Erstellt am 24. Januar 2014, 13:06

Polizei: Mikl-Leitner bietet Gemeinden Sicherheitspaket. Innenministerin Johanna Mikl-Leitner (ÖVP) führt derzeit in allen Bundesländern über die Schließung von Polizeidienststellen Gespräche. In Gemeinden, in denen Posten geschlossen werden, will sie Sicherheitspakete anbieten.

Oberst Ernst Schuch, Abteilungsleiter-Stellvertreter des Landeskriminalamtes, Mag.a Johanna Mikl-Leitner, Bundesministerin für Inneres, und HR Dr. Franz Prucher, Landespolizeidirektor (v.l.n.r.).  |  NOEN, LPD NÖ/Dieter Hoeller
"Sicherheit definiert sich nicht durch die Zahl der Posten, sondern die der Polizisten", stellte Mikl-Leitner am Rande der VP-Klausur in Loipersdorf gegenüber Journalisten fest.

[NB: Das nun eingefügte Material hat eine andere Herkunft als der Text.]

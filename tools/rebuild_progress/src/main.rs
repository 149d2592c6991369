/// Rebuild the aggregation progress file from the database: every
/// (country, level) with populated rows is merged into the existing file as
/// done, so the next run skips work that already landed even if the
/// original file was lost.
use std::path::PathBuf;

use anyhow::{Context, Result};
use clap::Parser;
use popgrid_core::checkpoint::{ProgressDocument, ProgressFile};
use popgrid_core::rebuild::rebuild_progress;
use popgrid_core::store::SqliteStore;
use popgrid_core::AggregationConfig;

#[derive(Parser, Debug)]
#[command(
    name = "rebuild-progress",
    about = "Rebuild the population progress file from populated rows"
)]
struct Args {
    /// Jurisdiction database (SQLite)
    #[arg(long, default_value = "data/jurisdictions.db")]
    db: PathBuf,

    /// Progress file to merge into (replaced atomically)
    #[arg(long, default_value = "data/population_progress.json")]
    progress: PathBuf,

    /// Engine config (JSON); only `sources` is used here
    #[arg(long)]
    config: Option<PathBuf>,

    /// Log filter when RUST_LOG is unset
    #[arg(long, default_value = "info")]
    log_level: String,
}

fn main() -> Result<()> {
    let args = Args::parse();
    env_logger::Builder::from_env(env_logger::Env::default().default_filter_or(&args.log_level)).init();

    let config = match &args.config {
        Some(path) => AggregationConfig::from_file(path)?,
        None => AggregationConfig::default(),
    };
    let store = SqliteStore::open(&args.db)
        .with_context(|| format!("Cannot open {}", args.db.display()))?
        .with_sources(config.sources.clone());

    let file = ProgressFile::new(&args.progress);
    let mut doc = match file.load().with_context(|| format!("Cannot load {}", args.progress.display()))? {
        Some(doc) => {
            eprintln!("[rebuild] merging into {}", args.progress.display());
            doc
        }
        None => {
            eprintln!("[rebuild] no progress file at {}, creating one", args.progress.display());
            ProgressDocument::default()
        }
    };

    let rebuilt = rebuild_progress(&store, &mut doc).context("Failed to read populated levels")?;
    if rebuilt.is_empty() {
        eprintln!("[rebuild] no population data found, nothing to do");
        return Ok(());
    }

    eprintln!("{:<8} {:<16} {:>10} {:>9}", "Country", "New levels", "Rows", "Complete");
    eprintln!("{}", "-".repeat(46));
    for r in &rebuilt {
        let levels = r.levels.iter().map(|l| format!("adm{l}")).collect::<Vec<_>>().join(",");
        eprintln!("{:<8} {:<16} {:>10} {:>9}", r.country, levels, r.rows, if r.complete { "yes" } else { "no" });
    }
    eprintln!("{}", "-".repeat(46));

    file.save(&doc).with_context(|| format!("Cannot write {}", args.progress.display()))?;
    eprintln!(
        "[rebuild] {} countries, {} complete → {}",
        rebuilt.len(),
        rebuilt.iter().filter(|r| r.complete).count(),
        args.progress.display()
    );
    Ok(())
}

Die Analysen liegen auf dem Tisch und nun werden in den einzelnen Bundesländer Gespräche geführt. "Mir geht es darum, die Polizisten von der Verwaltung zu entlasten", damit sie mehr polizeiliche Arbeit verrichten können, so die Innenministerin.

Kein "Sparprogramm", sondern ein Sicherheitsprogramm

Es sei ihr weiters wichtig, dass es sich um kein "Sparprogramm", sondern ein Sicherheitsprogramm handle. Wie konkret dieses im Detail aussehen wird, steht noch nicht fest.

"Der Dorfpolizist hat sich bewährt", meinte sie jedenfalls. Schon jetzt gebe es etwa in manchen Gemeindeämtern Sprechstunden mit Polizisten, das könne man ausbauen. Abgestimmt auf die Kommunen brauche es individuelle Pakete und die werden jetzt ausgearbeitet, so Mikl-Leitner.